The photo above may have been from that same beach day. I don't remember this photo being taken in the same way I do the missing photo. I remember how I felt on that bottom rung. As a writing exercise, I can easily take my feelings from the missing photo, mixed in with general feelings from that time and write the prompt for the photo above as follows.

There's a long cinder block wall, which separates the wide sand of the California shore from the black asphalt of the steaming parking lot. Three girls and their parents are visiting the beach, but stop momentarily to capture the event in a photo. One by one the girls are lifted up to the rounded edge of the wall.
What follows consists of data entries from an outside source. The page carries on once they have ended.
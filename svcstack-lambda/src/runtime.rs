//! Hosting a dispatcher under the AWS Lambda runtime

use crate::function::LambdaFunction;
use lambda_runtime::{service_fn, Diagnostic, LambdaEvent};
use serde_json::Value;
use std::sync::Arc;
use svcstack_core::ServiceError;
use tracing::{debug, warn};

/// Runtime error for a failed invocation
///
/// `errorType` carries the error code and `errorMessage` the JSON error
/// description, which `LambdaClient` turns back into a `ServiceError`.
pub fn to_diagnostic(err: &ServiceError) -> Diagnostic {
    Diagnostic {
        error_type: err.code.clone(),
        error_message: err.to_json(),
    }
}

/// Serve `function` until the runtime shuts down
pub async fn serve(function: Arc<LambdaFunction>) -> Result<(), lambda_runtime::Error> {
    if let Err(err) = function.initialize(None).await {
        warn!(function = %function.name(), error = %err, "Initialization deferred to first event");
    }

    lambda_runtime::run(service_fn(move |event: LambdaEvent<Value>| {
        let function = function.clone();
        async move {
            let (payload, context) = event.into_parts();
            debug!(request_id = %context.request_id, "Received lambda event");
            function.handle(payload).await.map_err(|err| to_diagnostic(&err))
        }
    }))
    .await
}

#[cfg(test)]
mod tests {
    use super::*;
    use svcstack_core::{ErrorDescription, ServiceError};

    #[test]
    fn test_diagnostic_carries_description() {
        let err = ServiceError::bad_request("NO_ACTION", "Action ping was not found").with_detail("command", "ping");
        let diagnostic = to_diagnostic(&err);
        assert_eq!(diagnostic.error_type, "NO_ACTION");

        let description: ErrorDescription = serde_json::from_str(&diagnostic.error_message).unwrap();
        assert_eq!(description.category, "BadRequest");
        assert_eq!(description.code, "NO_ACTION");
    }
}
It feels quite warm on the backs of the little girl's thighs. The mother steps into the shot, while the father stands a few feet back, ready with the camera. In the split second before the shot, the big sister flings her arm around her mother's neck, claiming her for her own. She leans into her mother, relaxing and flashing a huge grin. The middle girl sits up straight and smiles at her father, almost reaching towards him with her bare tummy. The little girl places the fingertips of one hand on the warm wall to hold on as best she can and the other hand on her own right leg, as there is no wall to hold onto there. Her leg is pushed up against the middle girl's leg. She can feel her skin. Her tummy is pulled in, muscles tight. She looks across the big girls bodies to her mommy. What do you suppose she is thinking? Perhaps she wants to be near her mommy too. Perhaps it is a bit too warm and a bit too high to feel secure. Perhaps she is wondering why she can't climb a metal ladder, but she can perch on a wall. We may never know. It's too late to ask her.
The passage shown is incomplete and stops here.